In 2022, Zambia generated around 19.5 TWh of electricity, with more than 85% of it coming from low-carbon sources. Hydropower contributed the vast majority at 17 TWh, while the rest came from fossil fuels, specifically coal, which totaled about 2 TWh. This reliance on mainly clean hydropower positions Zambia distinctly compared to the global average of 432 watts per person. The country's electricity consumption per person is lower, which could limit its economic development and restrict access to modern amenities and infrastructure.

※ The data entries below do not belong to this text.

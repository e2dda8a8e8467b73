use std::time::Duration;

use crate::vision::{roi::region::Region, uncertainty::{mode::Mode, UncertaintyReport}};

#[derive(Debug, Clone, Copy, Default, PartialEq)]
pub struct FrameTimings {
    /// Fetching the next frame, measured inside the parallel section.
    pub capture: Duration,
    /// ROI selection and tensor packing, measured inside the parallel section.
    pub preprocessing: Duration,
    /// Wall time of the whole parallel section.
    pub parallel: Duration,
    pub classification: Duration,
    pub uncertainty: Duration,
    pub smoothing: Duration,
}

impl FrameTimings {
    /// Wall time of the iteration; capture and preprocessing are already inside `parallel`.
    pub fn total(&self) -> Duration {
        self.parallel + self.classification + self.uncertainty + self.smoothing
    }
}

/// Everything the loop knows about one frame once it has been handled.
#[derive(Debug, Clone, PartialEq)]
pub struct FrameRecord {
    pub index: usize,
    pub processed: bool,
    /// The displayed label was refreshed on this frame.
    pub displayed: bool,
    /// Classification or uncertainty estimation failed, the frame counts as dropped.
    pub failed: bool,
    /// Smoothed label after this frame.
    pub label: usize,
    /// Arg-max of this frame's own scores.
    pub raw_label: Option<usize>,
    pub expected: Option<usize>,
    pub roi: Option<Region>,
    pub report: Option<UncertaintyReport>,
    pub mode: Mode,
    pub timings: FrameTimings,
}

impl FrameRecord {
    pub fn is_correct(&self) -> Option<bool> {
        match (self.displayed, self.expected) {
            (true, Some(expected)) => Some(self.label == expected),
            _ => None,
        }
    }
}

#[derive(Debug, Clone, Default, PartialEq)]
pub struct RunSummary {
    pub frames: usize,
    pub processed: usize,
    pub displayed: usize,
    pub failed: usize,
    pub skipped: usize,
    pub judged: usize,
    pub correct: usize,
    pub total_time: Duration,
    pub classification_time: Duration,
    pub uncertainty_time: Duration,
    pub smoothing_time: Duration,
}

impl RunSummary {
    pub fn record(&mut self, record: &FrameRecord) {
        self.frames += 1;
        if record.processed {
            self.processed += 1;
        } else {
            self.skipped += 1;
        }
        if record.displayed {
            self.displayed += 1;
        }
        if record.failed {
            self.failed += 1;
        }
        if let Some(correct) = record.is_correct() {
            self.judged += 1;
            if correct {
                self.correct += 1;
            }
        }
        self.total_time += record.timings.total();
        self.classification_time += record.timings.classification;
        self.uncertainty_time += record.timings.uncertainty;
        self.smoothing_time += record.timings.smoothing;
    }

    /// Percentage of displayed labels matching the expected one.
    pub fn accuracy(&self) -> Option<f32> {
        (self.judged > 0).then(|| 100.0 * self.correct as f32 / self.judged as f32)
    }

    pub fn frame_rate(&self) -> f32 {
        rate(self.frames, self.total_time)
    }

    pub fn processing_rate(&self) -> f32 {
        rate(self.processed, self.total_time)
    }

    pub fn classification_rate(&self) -> f32 {
        rate(self.displayed, self.total_time)
    }

    pub fn mean_classification_latency(&self) -> Duration {
        mean(self.classification_time, self.processed)
    }

    /// Uncertainty estimation time averaged over every handled frame.
    pub fn mean_uncertainty_time(&self) -> Duration {
        mean(self.uncertainty_time, self.frames)
    }

    pub fn mean_uncertainty_latency(&self) -> Duration {
        mean(self.uncertainty_time, self.processed)
    }

    /// Smoothing window time averaged over every handled frame.
    pub fn mean_smoothing_time(&self) -> Duration {
        mean(self.smoothing_time, self.frames)
    }

    pub fn mean_smoothing_latency(&self) -> Duration {
        mean(self.smoothing_time, self.processed)
    }
}

fn mean(total: Duration, count: usize) -> Duration {
    match u32::try_from(count) {
        Ok(n) if n > 0 => total / n,
        _ => Duration::ZERO,
    }
}

fn rate(count: usize, time: Duration) -> f32 {
    let secs = time.as_secs_f32();
    if secs > 0.0 {
        count as f32 / secs
    } else {
        0.0
    }
}

#[cfg(test)]
mod tests {
    use super::*;

    fn record(processed: bool, displayed: bool, label: usize, expected: Option<usize>) -> FrameRecord {
        FrameRecord {
            index: 0,
            processed,
            displayed,
            failed: false,
            label,
            raw_label: processed.then_some(label),
            expected,
            roi: None,
            report: None,
            mode: Mode::VeryCertain,
            timings: FrameTimings {
                parallel: Duration::from_millis(10),
                classification: if processed { Duration::from_millis(5) } else { Duration::ZERO },
                uncertainty: if processed { Duration::from_millis(2) } else { Duration::ZERO },
                smoothing: Duration::from_millis(1),
                ..FrameTimings::default()
            },
        }
    }

    #[test]
    fn accuracy_counts_displayed_frames_only() {
        let mut summary = RunSummary::default();
        summary.record(&record(true, true, 3, Some(3)));
        summary.record(&record(true, false, 1, Some(3)));
        summary.record(&record(false, false, 3, Some(3)));
        summary.record(&record(true, true, 2, Some(3)));

        assert_eq!((summary.frames, summary.processed, summary.displayed, summary.skipped), (4, 3, 2, 1));
        assert_eq!(summary.accuracy(), Some(50.0));
        assert_eq!(summary.mean_classification_latency(), Duration::from_millis(5));
        assert!((summary.frame_rate() - 4.0 / 0.065).abs() < 0.1);
    }

    #[test]
    fn window_and_uncertainty_times_are_averaged() {
        let mut summary = RunSummary::default();
        summary.record(&record(true, true, 3, None));
        summary.record(&record(false, false, 3, None));
        summary.record(&record(false, false, 3, None));
        summary.record(&record(true, true, 3, None));

        assert_eq!(summary.mean_uncertainty_time(), Duration::from_millis(1));
        assert_eq!(summary.mean_uncertainty_latency(), Duration::from_millis(2));
        assert_eq!(summary.mean_smoothing_time(), Duration::from_millis(1));
        assert_eq!(summary.mean_smoothing_latency(), Duration::from_millis(2));

        let empty = RunSummary::default();
        assert_eq!(empty.mean_uncertainty_latency(), Duration::ZERO);
    }

    #[test]
    fn unlabelled_runs_have_no_accuracy() {
        let mut summary = RunSummary::default();
        summary.record(&record(true, true, 3, None));
        assert_eq!(summary.accuracy(), None);
    }
}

To increase its low-carbon electricity generation, Zambia can look to countries that have successfully diversified their clean energy portfolios. For instance, China has seen substantial growth in both wind (886 TWh) and solar (584 TWh) energy. India and Brazil have also made significant strides with solar (113 TWh) and wind (96 TWh) respectively. These can serve as models for Zambia to expand its wind and solar capacities. Additionally, nuclear energy is worth considering, given its success in countries like the United States (775 TWh) and France (336 TWh). By learning from these countries, Zambia can build a robust, diversified low-carbon electricity grid.


Zambia has experienced fluctuations in its hydropower generation over the decades. In the late 1980s to early 1990s, the country saw declines of 1.3 TWh and 1.6 TWh followed by increases of 1.3 TWh and 1 TWh. The mid-1990s were similarly unstable, with drops of 2.5 TWh in 1992 offset by a gain of 1.6 TWh in 1993. Moving to the 2000s, there was a growth period in the 2010s with gains each year from 2011 to 2014, followed by reductions in 2015 and 2016. Recently, the output surged with increases of 3.3 TWh in 2021 and 1 TWh in 2022, demonstrating the potential for more consistent and higher production. This history underscores the importance of diversifying energy sources to ensure stability and reliability in electricity generation.

Electricity Imports and Exports

Balance of Trade

Data Sources

For the years 1980 to 1989 the data sources are EIA and IEA (imports/exports).
For the years 1990 to 1999 the data source is IEA.
For the years 2000 to 2022 the data source is Ember.